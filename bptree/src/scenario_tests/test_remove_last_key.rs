//! Test that removing the only key empties the tree.

use crate::scenario_tests::helpers::TestTree;

#[test]
fn test_remove_last_key_empties_tree() {
    let mut t = TestTree::new();
    t.put_str(5, "only");

    assert!(t.tree.remove(5).expect("remove"));

    assert!(t.tree.is_empty());
    assert_eq!(t.tree.header().root(), None);
    assert_eq!(t.tree.height(), 0);
    assert_eq!(t.get_string(5), None);
    assert_eq!(t.get_string(6), None);
    t.tree.verify().expect("verify");
}

#[test]
fn test_tree_usable_after_emptying() {
    let mut t = TestTree::new();
    t.put_str(1, "a");
    t.tree.remove(1).expect("remove");

    t.put_str(2, "b");
    assert_eq!(t.get_string(2).as_deref(), Some("b"));
    assert_eq!(t.tree.height(), 1);
    t.tree.verify().expect("verify");
}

# # #

Each line from the top of the records through the one with "assert!(t.tree.is_empty());" should be returned exactly. Leave out everything else.

filename bptree/src/scenario_tests/test_remove_last_key.rs
//! Test that removing the only key empties the tree.

use crate::scenario_tests::helpers::TestTree;

#[test]
fn test_remove_last_key_empties_tree() {
    let mut t = TestTree::new();
    t.put_str(5, "only");

    assert!(t.tree.remove(5).expect("remove"));

    assert!(t.tree.is_empty());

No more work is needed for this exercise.